Psychedelic drugs, including lysergic acid diethylamide and other agonists of the serotonin 2A receptor (5HT2A-R), induce drastic changes in subjective experience, and provide a unique opportunity to study the neurobiological basis of consciousness. One of the most notable neurophysiological signatures of psychedelics, increased entropy in spontaneous neural activity, is thought to be of relevance to the psychedelic experience, mediating both acute alterations in consciousness and long-term effects. However, no clear mechanistic explanation for this entropy increase has been put forward so far. We sought to do this here by building upon a recent whole-brain model of serotonergic neuromodulation, to study the entropic effects of 5HT2A-R activation.
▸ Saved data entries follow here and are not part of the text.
//! Defines mappings from stream channels to speaker positions.

use std::fmt;

use super::sample_spec::CHANNELS_MAX;
use super::serde::*;
use super::ProtocolError;

use enum_primitive_derive::Primitive;
use num_traits::FromPrimitive as _;

/// Channel position labels.
#[allow(missing_docs)]
#[derive(Default, Debug, Copy, Clone, Eq, PartialEq, Primitive)]
pub enum ChannelPosition {
    #[default]
    Mono = 0,
    FrontLeft = 1,
    FrontRight = 2,
    FrontCenter = 3,
    RearCenter = 4,
    RearLeft = 5,
    RearRight = 6,
    Lfe = 7,
    FrontLeftOfCenter = 8,
    FrontRightOfCenter = 9,
    SideLeft = 10,
    SideRight = 11,
    Aux0 = 12,
    Aux1 = 13,
    Aux2 = 14,
    Aux3 = 15,
    Aux4 = 16,
    Aux5 = 17,
    Aux6 = 18,
    Aux7 = 19,
    Aux8 = 20,
    Aux9 = 21,
    Aux10 = 22,
    Aux11 = 23,
    Aux12 = 24,
    Aux13 = 25,
    Aux14 = 26,
    Aux15 = 27,
    Aux16 = 28,
    Aux17 = 29,
    Aux18 = 30,
    Aux19 = 31,
    Aux20 = 32,
    Aux21 = 33,
    Aux22 = 34,
    Aux23 = 35,
    Aux24 = 36,
    Aux25 = 37,
    Aux26 = 38,
    Aux27 = 39,
    Aux28 = 40,
    Aux29 = 41,
    Aux30 = 42,
    Aux31 = 43,
    TopCenter = 44,
    TopFrontLeft = 45,
    TopFrontRight = 46,
    TopFrontCenter = 47,
    TopRearLeft = 48,
    TopRearRight = 49,
    TopRearCenter = 50,
}

/// A map from stream channels to speaker positions.
#[derive(Clone, Copy, PartialEq, Eq)]
pub struct ChannelMap {
    channels: u8,
    map: [ChannelPosition; CHANNELS_MAX as usize],
}

impl Default for ChannelMap {
    fn default() -> Self {
        Self::mono()
    }
}

impl ChannelMap {
    /// Creates an empty channel map.
    pub fn empty() -> Self {
        ChannelMap {
            channels: 0,
            map: [Default::default(); CHANNELS_MAX as usize],
        }
    }

    /// Creates a channel map with a single mono channel.
    pub fn mono() -> Self {
        Self {
            channels: 1,
            map: [Default::default(); CHANNELS_MAX as usize],
        }
    }

    /// Creates a channel map with two channels in the standard stereo positions.
    pub fn stereo() -> Self {
        let mut map = Self::empty();
        map.push(ChannelPosition::FrontLeft);
        map.push(ChannelPosition::FrontRight);
        map
    }

    /// Creates a default map for the given channel count: mono for one
    /// channel, stereo for two, and front positions plus aux channels beyond
    /// that.
    pub fn auto(channels: u8) -> Option<Self> {
        match channels {
            0 => None,
            1 => Some(Self::mono()),
            2 => Some(Self::stereo()),
            n if n <= CHANNELS_MAX => {
                let mut map = Self::stereo();
                for aux in 0..(n - 2) {
                    map.push(ChannelPosition::from_u8(ChannelPosition::Aux0 as u8 + aux)?);
                }
                Some(map)
            }
            _ => None,
        }
    }

    /// Appends another position to the end of this map.
    ///
    /// Panics if the map already has [`CHANNELS_MAX`] channels.
    pub fn push(&mut self, position: ChannelPosition) {
        if self.channels < CHANNELS_MAX {
            self.map[self.channels as usize] = position;
            self.channels += 1;
        } else {
            panic!("channel map full");
        }
    }

    /// Returns the number of channel mappings stored in this map.
    pub fn num_channels(&self) -> u8 {
        self.channels
    }

    /// Returns the mapped positions.
    pub fn positions(&self) -> &[ChannelPosition] {
        &self.map[..self.channels as usize]
    }
}

impl fmt::Debug for ChannelMap {
    fn fmt(&self, f: &mut fmt::Formatter<'_>) -> fmt::Result {
        // Only print the occupied part of the backing storage.
        self.positions().fmt(f)
    }
}

impl TagStructRead for ChannelMap {
    fn read(ts: &mut TagStructReader<'_>, _protocol_version: u16) -> Result<Self, ProtocolError> {
        use byteorder::ReadBytesExt;

        ts.expect_tag(Tag::ChannelMap)?;

        let channels = ts.inner().read_u8()?;
        if channels > CHANNELS_MAX {
            return Err(ProtocolError::Invalid(format!(
                "channel map too large (max is {} channels, got {})",
                CHANNELS_MAX, channels
            )));
        }

        let mut map = ChannelMap::empty();
        for _ in 0..channels {
            let raw = ts.inner().read_u8()?;
            map.push(ChannelPosition::from_u8(raw).ok_or_else(|| {
                ProtocolError::Invalid(format!("invalid channel position {}", raw))
            })?)
        }

        Ok(map)
    }
}

impl TagStructWrite for ChannelMap {
    fn write(
        &self,
        w: &mut TagStructWriter<'_>,
        _protocol_version: u16,
    ) -> Result<(), ProtocolError> {
        use byteorder::WriteBytesExt;

        w.inner().write_u8(Tag::ChannelMap as u8)?;
        w.inner().write_u8(self.num_channels())?;
        for position in self.positions() {
            w.inner().write_u8(*position as u8)?;
        }
        Ok(())
    }
}

#[cfg(test)]
mod tests {
    use crate::protocol::{test_util::test_serde_version, MAX_VERSION};

    use super::*;

    #[test]
    fn roundtrip() -> anyhow::Result<()> {
        let mut map = ChannelMap::empty();
        map.push(ChannelPosition::FrontLeft);
        map.push(ChannelPosition::FrontRight);
        map.push(ChannelPosition::RearLeft);
        map.push(ChannelPosition::RearRight);

        test_serde_version(&map, MAX_VERSION)
    }

    #[test]
    fn auto_maps() {
        assert!(ChannelMap::auto(0).is_none());
        assert_eq!(ChannelMap::auto(1).unwrap(), ChannelMap::mono());
        assert_eq!(ChannelMap::auto(2).unwrap(), ChannelMap::stereo());

        let map = ChannelMap::auto(4).unwrap();
        assert_eq!(map.num_channels(), 4);
        assert_eq!(map.positions()[3], ChannelPosition::Aux1);
    }
}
Our results reproduce the overall entropy increase observed in previous experiments in vivo, providing the first model-based explanation for this phenomenon. We also found that entropy changes were not uniform across the brain: entropy increased in some regions and decreased in others, suggesting a topographical reconfiguration mediated by 5HT2A-R activation. Interestingly, at the whole-brain level, this reconfiguration was not well explained by 5HT2A-R density, but related closely to the topological properties of the brain's anatomical connectivity. These results help us understand the mechanisms underlying the psychedelic state and, more generally, the pharmacological modulation of whole-brain activity.

Figure 1

Modelling the effect of 5HT2A-R activation on the whole-brain topographical distribution of entropy. (A) Resting state activity is simulated using the Dynamic Mean-Field (DMF) model, in which each region’s activity is represented by a time series of excitatory firing rates (constrained to 0–15 Hz for visualisation). The probability density function (PDF) and differential entropy (h(X)) of each region is then estimated, obtaining a topographical distribution of entropy values. (B) 5HT2A-R agonism is modelled as a receptor-density-dependent response gain modulation. Black line is the frequency–current (F–I) curve of a population without 5HT2A-R agonism, and coloured curves show the resulting F–I curves of regions with increasing 5HT2A-R agonism. (C) 5HT2A-R activation changes the topographical distribution of entropy with respect to resting state activity, which constitutes the main subject of analysis in this study.

Figure 2

Non-linear heterogeneous increase of entropy following 5HT2A-R activation. (A) Effect of 5HT2A-R agonism on the local entropy each of region in the AAL atlas. See Supplementary Table 1 for abbreviations. Bars indicate the (bilateral) average relative change in local entropy, $\mathrm{\Delta }{h}_n$, and error bars indicate 1 standard deviation across 1000 simulations. (B) Histograms of local entropy values for the condition with (red) and without (blue) 5HT2A-R activation. 5HT2A-R activation increased both the average and the spread of the local entropy distribution. (C) Topographical map of entropy changes. Brain regions are coloured according to their $\mathrm{\Delta }{h}_n$ values. (D) 5HT2A-R agonism changed the topographical distribution of entropy in a heavily non-linear manner. Each circle indicates the averages of each region across 1000 simulations.

Figure 3

Changes in local entropy are explained best by connectivity strength, then receptor density. (A) Changes in entropy were overall independent from receptor density, although (B) they were well predicted by the connectivity strength of each region. We split into groups of low (blue), intermediate (grey) and higher (red) connectivity strength, only those regions with low and high connectivity strength were well predicted by their receptor density. Regions with intermediate strength show no significant relationship with receptor density, but are even more accurately predicted by their strength. (C) Topographical localisation of the three groups, following the same colour code. Low-strength regions are mainly located in the parietal area, while high-strength ones are in occipital and cingulate areas.

Figure 4

Relative changes in entropy are reproduced by a strength-preserving null model of the connectome. (A)–(D) Connectivity matrices used to control the role of local properties of the connectome on $\mathrm{\Delta }{h}_n$. See main text for the description of the matrices and randomisation algorithm. (E)–(G). Scatter plots of $\mathrm{\Delta }{h}_n$ for the human connectome against the three null models. DSPR yielded almost the same results than the human connectome, showing that only local network properties of human connectome are sufficient to capture the effect of 5HT2A-R activation.